President Joe Biden test drives the Hummer EV during a tour of the General Motors Factory ZERO electric vehicle assembly plant, Wednesday, November 17, 2021, in Detroit. (Official White House Photo by Adam Schultz)
In an effort to minimize the number of gasoline-powered vehicles sold in America, regulators are planning strict rules that would force manufacturers to produce many more electric vehicles. Claire Bushey and Aime Williams report in the Financial Times:
US environmental regulators on Wednesday proposed tough new emissions limits that would force carmakers to make 67 per cent of their American models electric by 2032.
EPA administrator Michael Regan called it “the most ambitious pollution standards ever for cars and trucks”. It would significantly increase EVs share of the new vehicle market, which stood at about 7 per cent in 2022.
The proposed rule would limit tailpipe emissions across all the vehicles in a carmaker’s fleet, forcing companies to make more battery-powered vehicles to meet the new standard.
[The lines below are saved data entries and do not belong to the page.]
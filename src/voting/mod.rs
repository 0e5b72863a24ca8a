pub mod plurality;

/// Result view for one poll, one entry per answer in display order.
#[derive(Debug, Clone, PartialEq, Eq)]
pub struct PollResults {
    pub total_polls: u64,
    pub shares: Vec<VoteShare>,
}

#[derive(Debug, Clone, PartialEq, Eq)]
pub struct VoteShare {
    pub label: String,
    pub count: u64,
    pub percentage: u8,
}

#[cfg(test)]
impl PollResults {
    pub(crate) fn percentage_for(&self, label: &str) -> Option<u8> {
        self.shares
            .iter()
            .find(|share| share.label == label)
            .map(|share| share.percentage)
    }
}
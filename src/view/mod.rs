//! Declarative presentation state. Everything here is a pure projection of
//! poll and answer state; hosts re-evaluate it after each mutation and apply
//! the attributes however they render.

use lazy_static::lazy_static;
use regex::Regex;

lazy_static! {
    static ref COUNT_PLACEHOLDER: Regex = Regex::new(r"(?i)\{\{\s?count\s?\}\}").unwrap();
}

#[derive(Debug, Clone, Copy, PartialEq, Eq)]
pub enum PointerEvents {
    All,
    None,
}

#[derive(Debug, Clone, Copy, PartialEq, Eq)]
pub struct PollPresentation {
    pub pointer_events: PointerEvents,
    /// Whether the footer holding the `finished` slot is shown.
    pub footer_visible: bool,
}

#[derive(Debug, Clone, PartialEq, Eq)]
pub struct AnswerPresentation {
    /// Width of the progress bar, e.g. `"33%"`.
    pub progress: String,
    /// Text shown in the result span, empty until a result exists.
    pub result_text: String,
    pub result_visible: bool,
}

pub fn project_poll(completed: bool, disabled: bool) -> PollPresentation {
    PollPresentation {
        pointer_events: if disabled || completed {
            PointerEvents::None
        } else {
            PointerEvents::All
        },
        footer_visible: completed,
    }
}

pub fn project_answer(result: Option<u8>) -> AnswerPresentation {
    match result {
        Some(percentage) => AnswerPresentation {
            progress: format!("{}%", percentage),
            result_text: format!("{}%", percentage),
            result_visible: true,
        },
        None => AnswerPresentation {
            progress: "0%".to_string(),
            result_text: String::new(),
            result_visible: false,
        },
    }
}

/// Replaces every `{{count}}` token (case-insensitive, one optional space on
/// each side) with the vote total.
pub fn render_finished(template: &str, total_polls: u64) -> String {
    COUNT_PLACEHOLDER
        .replace_all(template, total_polls.to_string().as_str())
        .into_owned()
}
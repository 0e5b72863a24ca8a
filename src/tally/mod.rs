use crate::db::Storage;
use crate::models::TallyRecord;
use log::{debug, error, warn};
use std::sync::Arc;

/// How `TallyStore::increment` writes the updated record back.
#[derive(Debug, Clone, Copy, PartialEq, Eq, Default)]
pub enum IncrementMode {
    /// Plain read-modify-write. Concurrent writers sharing the same storage
    /// can overwrite each other's votes.
    #[default]
    LastWriteWins,
    /// Write only if the persisted value is unchanged since the read, reloading
    /// and retrying otherwise. Falls back to a plain write after `max_retries`.
    CompareAndSwap { max_retries: u32 },
}

/// Read and increment access to per-poll tally records.
///
/// Neither operation fails: unreadable or corrupted records are treated as
/// empty and write failures are logged, so the voting flow always completes.
pub struct TallyStore {
    storage: Arc<dyn Storage>,
    mode: IncrementMode,
}

impl TallyStore {
    pub fn new(storage: Arc<dyn Storage>) -> Self {
        Self {
            storage,
            mode: IncrementMode::default(),
        }
    }

    pub fn with_mode(mut self, mode: IncrementMode) -> Self {
        self.mode = mode;
        self
    }

    pub fn mode(&self) -> IncrementMode {
        self.mode
    }

    pub async fn read(&self, poll_id: &str) -> TallyRecord {
        self.load(poll_id).await.1
    }

    pub async fn increment(&self, poll_id: &str, label: &str) -> TallyRecord {
        debug!("Incrementing '{}' for poll {}", label, poll_id);
        match self.mode {
            IncrementMode::LastWriteWins => {
                let next = self.read(poll_id).await.with_vote(label);
                self.persist(poll_id, &next).await;
                next
            }
            IncrementMode::CompareAndSwap { max_retries } => {
                self.increment_with_cas(poll_id, label, max_retries).await
            }
        }
    }

    async fn increment_with_cas(&self, poll_id: &str, label: &str, max_retries: u32) -> TallyRecord {
        for attempt in 0..=max_retries {
            // Keep the raw value we read so the write can check it is unchanged
            let (raw, current) = self.load(poll_id).await;
            let next = current.with_vote(label);
            let serialized = match next.to_json() {
                Ok(serialized) => serialized,
                Err(e) => {
                    error!("Failed to serialize tally for poll {}: {}", poll_id, e);
                    return next;
                }
            };

            // Another writer got in first if the swap is refused
            match self
                .storage
                .compare_and_set(poll_id, raw.as_deref(), &serialized)
                .await
            {
                Ok(true) => return next,
                Ok(false) => debug!(
                    "Tally for poll {} changed during update (attempt {}), retrying",
                    poll_id,
                    attempt + 1
                ),
                Err(e) => {
                    error!("Failed to persist tally for poll {}: {}", poll_id, e);
                    return next;
                }
            }
        }

        // Out of retries: re-read and overwrite
        warn!(
            "Compare-and-swap retries exhausted for poll {}, falling back to last-write-wins",
            poll_id
        );
        let next = self.read(poll_id).await.with_vote(label);
        self.persist(poll_id, &next).await;
        next
    }

    // Returns the raw stored value alongside the parsed record.
    async fn load(&self, poll_id: &str) -> (Option<String>, TallyRecord) {
        match self.storage.get_item(poll_id).await {
            Ok(Some(raw)) => match TallyRecord::from_json(&raw) {
                Ok(record) => (Some(raw), record),
                Err(e) => {
                    warn!("Stored tally for poll {} is malformed, treating as empty: {}", poll_id, e);
                    (Some(raw), TallyRecord::empty())
                }
            },
            Ok(None) => (None, TallyRecord::empty()),
            Err(e) => {
                warn!("Failed to read tally for poll {}, treating as empty: {}", poll_id, e);
                (None, TallyRecord::empty())
            }
        }
    }

    async fn persist(&self, poll_id: &str, record: &TallyRecord) {
        let serialized = match record.to_json() {
            Ok(serialized) => serialized,
            Err(e) => {
                error!("Failed to serialize tally for poll {}: {}", poll_id, e);
                return;
            }
        };
        if let Err(e) = self.storage.set_item(poll_id, &serialized).await {
            error!("Failed to persist tally for poll {}: {}", poll_id, e);
        }
    }
}
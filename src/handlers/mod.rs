use crate::models::TallyRecord;
use crate::widget::Page;
use log::{info, warn};

/// Events a host forwards from its rendered widgets.
#[derive(Debug, Clone, PartialEq, Eq)]
pub enum Interaction {
    /// A visitor activated the answer at `answer` (index in markup order).
    Activate { poll_id: String, answer: usize },
    /// The `disabled` attribute changed.
    SetDisabled { poll_id: String, disabled: bool },
    /// The `title` attribute changed.
    SetTitle { poll_id: String, title: Option<String> },
    /// An answer's `result` attribute changed.
    SetResult {
        poll_id: String,
        answer: usize,
        raw: String,
    },
}

impl Interaction {
    pub fn poll_id(&self) -> &str {
        match self {
            Interaction::Activate { poll_id, .. }
            | Interaction::SetDisabled { poll_id, .. }
            | Interaction::SetTitle { poll_id, .. }
            | Interaction::SetResult { poll_id, .. } => poll_id,
        }
    }
}

/// Dispatches one interaction to the poll it targets. Returns the updated
/// tally when a vote was collected. Interactions for unknown polls or answers
/// are logged and dropped.
pub async fn handle_interaction(page: &mut Page, interaction: Interaction) -> Option<TallyRecord> {
    let Some(poll) = page.poll_mut(interaction.poll_id()) else {
        warn!("Interaction for unknown poll: {:?}", interaction);
        return None;
    };

    match interaction {
        Interaction::Activate { answer, .. } => {
            info!("Received activation: poll={}, answer={}", poll.id(), answer);
            poll.activate_answer(answer).await
        }
        Interaction::SetDisabled { disabled, .. } => {
            poll.set_disabled(disabled);
            None
        }
        Interaction::SetTitle { title, .. } => {
            poll.set_title(title);
            None
        }
        Interaction::SetResult { answer, raw, .. } => {
            match poll.answer_mut(answer) {
                Some(option) => option.set_result_attr(&raw),
                None => warn!("Poll {} has no answer at index {}", poll.id(), answer),
            }
            None
        }
    }
}
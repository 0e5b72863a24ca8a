use crate::models::AnswerMarkup;
use crate::view::{project_answer, AnswerPresentation};

/// A user activation of one answer, carrying the label to collect.
#[derive(Debug, Clone, PartialEq, Eq)]
pub struct Activation {
    pub label: String,
}

/// One selectable choice of a poll. The label doubles as the tally key.
#[derive(Debug, Clone, PartialEq, Eq)]
pub struct AnswerOption {
    label: String,
    result: Option<u8>,
}

impl AnswerOption {
    pub fn new(label: impl Into<String>) -> Self {
        Self {
            label: label.into(),
            result: None,
        }
    }

    pub fn from_markup(markup: &AnswerMarkup) -> Self {
        let mut answer = Self::new(markup.label.clone());
        if let Some(raw) = &markup.result {
            answer.set_result_attr(raw);
        }
        answer
    }

    pub fn label(&self) -> &str {
        &self.label
    }

    pub fn result(&self) -> Option<u8> {
        self.result
    }

    pub fn set_result(&mut self, percentage: u8) {
        self.result = Some(percentage.min(100));
    }

    /// Sets the result from its string attribute form; see [`normalize_result`].
    pub fn set_result_attr(&mut self, raw: &str) {
        self.result = Some(normalize_result(raw));
    }

    /// Reports this answer's label for the owning poll to collect. Nothing
    /// here checks whether the poll has already completed.
    pub fn activate(&self) -> Activation {
        Activation {
            label: self.label.clone(),
        }
    }

    pub fn presentation(&self) -> AnswerPresentation {
        project_answer(self.result)
    }
}

/// Parses a `result` attribute. Non-numeric input becomes 0; numbers are
/// rounded half up and clamped to 0..=100. Blank input counts as 0.
pub fn normalize_result(raw: &str) -> u8 {
    let trimmed = raw.trim();
    if trimmed.is_empty() {
        return 0;
    }
    match trimmed.parse::<f64>() {
        Ok(value) if !value.is_nan() => (value + 0.5).floor().clamp(0.0, 100.0) as u8,
        _ => 0,
    }
}
use polling_widget::db::{MemoryStorage, SqliteStorage, Storage};
use polling_widget::handlers::{handle_interaction, Interaction};
use polling_widget::view::PointerEvents;
use polling_widget::{
    IncrementMode, MountError, Page, PollMarkup, PollState, TallyStore, TOTAL_POLLS_KEY,
};
use serde_json::{json, Value};
use std::sync::Arc;

fn init_logging() {
    let _ = env_logger::builder().is_test(true).try_init();
}

async fn stored(storage: &dyn Storage, poll_id: &str) -> Value {
    let raw = storage.get_item(poll_id).await.unwrap().unwrap();
    serde_json::from_str(&raw).unwrap()
}

fn activate(poll_id: &str, answer: usize) -> Interaction {
    Interaction::Activate {
        poll_id: poll_id.to_string(),
        answer,
    }
}

#[tokio::test]
async fn yes_no_poll_single_vote() {
    init_logging();
    let storage = Arc::new(MemoryStorage::new());
    let mut page = Page::new(TallyStore::new(storage.clone()));

    page.mount(
        PollMarkup::new("p1")
            .title("Do you like polls?")
            .answer("Yes")
            .answer("No")
            .finished("{{count}} people voted"),
    )
    .unwrap();

    handle_interaction(&mut page, activate("p1", 0)).await;

    assert_eq!(
        stored(storage.as_ref(), "p1").await,
        json!({"Yes": 1, "totalPolls": 1})
    );

    let poll = page.poll("p1").unwrap();
    assert_eq!(poll.state(), PollState::Completed);
    assert_eq!(poll.answers()[0].presentation().result_text, "100%");
    assert_eq!(poll.answers()[1].presentation().result_text, "0%");
    assert_eq!(poll.finished_message(), Some("1 people voted"));

    let view = poll.presentation();
    assert!(view.footer_visible);
    assert_eq!(view.pointer_events, PointerEvents::None);
}

#[tokio::test]
async fn existing_tally_drives_percentages() {
    init_logging();
    let storage = Arc::new(MemoryStorage::new().with_item("p1", r#"{"A":1,"B":1,"totalPolls":2}"#));
    let mut page = Page::new(TallyStore::new(storage.clone()));
    page.mount(PollMarkup::new("p1").answer("A").answer("B"))
        .unwrap();

    handle_interaction(&mut page, activate("p1", 1)).await;

    let poll = page.poll("p1").unwrap();
    assert_eq!(poll.answers()[0].result(), Some(33));
    assert_eq!(poll.answers()[1].result(), Some(67));
    assert_eq!(
        stored(storage.as_ref(), "p1").await,
        json!({"A": 1, "B": 2, "totalPolls": 3})
    );
}

#[tokio::test]
async fn votes_survive_remount() {
    init_logging();
    let mut page = Page::new(TallyStore::new(Arc::new(MemoryStorage::new())));
    let markup = PollMarkup::new("p1").answer("Yes").answer("No").finished("{{ COUNT }} votes");

    for answer in [0, 1, 0] {
        page.unmount("p1");
        page.mount(markup.clone()).unwrap();
        handle_interaction(&mut page, activate("p1", answer)).await;
    }

    let record = page.store().read("p1").await;
    assert_eq!(record.total_polls(), 3);
    assert_eq!(record.count_for("Yes"), 2);
    assert_eq!(record.count_for("No"), 1);
    assert_eq!(page.poll("p1").unwrap().finished_message(), Some("3 votes"));
}

#[tokio::test]
async fn seeded_results_show_until_a_vote_replaces_them() {
    init_logging();
    let mut page = Page::new(TallyStore::new(Arc::new(MemoryStorage::new())));
    page.mount(
        PollMarkup::new("p1")
            .seeded_answer("Yes", "40")
            .seeded_answer("No", "sixty"),
    )
    .unwrap();

    let poll = page.poll("p1").unwrap();
    assert_eq!(poll.state(), PollState::Active);
    assert_eq!(poll.answers()[0].presentation().result_text, "40%");
    assert_eq!(poll.answers()[1].presentation().result_text, "0%");

    handle_interaction(&mut page, activate("p1", 1)).await;

    let poll = page.poll("p1").unwrap();
    assert_eq!(poll.answers()[0].result(), Some(0));
    assert_eq!(poll.answers()[1].result(), Some(100));
}

#[tokio::test]
async fn existing_unrelated_entries_survive_a_vote() {
    init_logging();
    let storage = Arc::new(
        MemoryStorage::new().with_item("p1", r#"{"A":1,"note":"x","B":1.5,"totalPolls":2}"#),
    );
    let mut page = Page::new(TallyStore::new(storage.clone()));
    page.mount(PollMarkup::new("p1").answer("A").answer("B"))
        .unwrap();

    handle_interaction(&mut page, activate("p1", 0)).await;

    assert_eq!(
        stored(storage.as_ref(), "p1").await,
        json!({"A": 2, "note": "x", "B": 1.5, "totalPolls": 3})
    );
    let poll = page.poll("p1").unwrap();
    assert_eq!(poll.answers()[0].result(), Some(67));
    assert_eq!(poll.answers()[1].result(), Some(33));
}

#[tokio::test]
async fn reserved_label_corrupts_total() {
    init_logging();
    let storage = Arc::new(MemoryStorage::new());
    let mut page = Page::new(TallyStore::new(storage.clone()));
    page.mount(PollMarkup::new("p1").answer(TOTAL_POLLS_KEY).answer("Other"))
        .unwrap();

    handle_interaction(&mut page, activate("p1", 0)).await;

    // The answer and the counter share one key, so one vote counts twice.
    assert_eq!(stored(storage.as_ref(), "p1").await, json!({"totalPolls": 2}));
    let poll = page.poll("p1").unwrap();
    assert_eq!(poll.answers()[0].result(), Some(100));
    assert_eq!(poll.answers()[1].result(), Some(0));
}

#[tokio::test]
async fn missing_id_is_fatal() {
    init_logging();
    let mut page = Page::new(TallyStore::new(Arc::new(MemoryStorage::new())));
    let markup: PollMarkup = serde_json::from_value(json!({
        "title": "No identity",
        "answers": [{"label": "Yes"}]
    }))
    .unwrap();

    assert_eq!(page.mount(markup).err(), Some(MountError::MissingId));
    assert!(page.is_empty());
}

#[tokio::test]
async fn sqlite_store_end_to_end() {
    init_logging();
    let sqlite = Arc::new(SqliteStorage::connect("sqlite::memory:", 1).await.unwrap());
    let store = TallyStore::new(sqlite.clone())
        .with_mode(IncrementMode::CompareAndSwap { max_retries: 3 });
    let mut page = Page::new(store);
    page.mount(PollMarkup::new("lunch").answer("Pizza").answer("Salad"))
        .unwrap();

    for answer in [0, 0, 1] {
        handle_interaction(&mut page, activate("lunch", answer)).await;
    }

    assert_eq!(
        stored(sqlite.as_ref(), "lunch").await,
        json!({"Pizza": 2, "Salad": 1, "totalPolls": 3})
    );
    let poll = page.poll("lunch").unwrap();
    assert_eq!(poll.answers()[0].result(), Some(67));
    assert_eq!(poll.answers()[1].result(), Some(33));
}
It would affect models built starting in 2027 through to 2032.
The proposal would also curb air pollution, boosting the US’s chance of achieving its Paris Agreement pledge to lower emissions by 50-52 per cent below 2005 levels by 2030. The rules would also force carmakers to speed up their timetables for electrification, and in doing so tilt the US car market towards EVs even as they remain more expensive than vehicles with traditional engines.
General Motors, Ford and Stellantis have pledged to make between 40-50 per cent of their US sales electric by 2030, and they have invested billions of dollars in developing new models and building factories. But there are questions about whether the carmakers can build cheaper electric vehicles, which continue to cost more than gas-powered equivalents.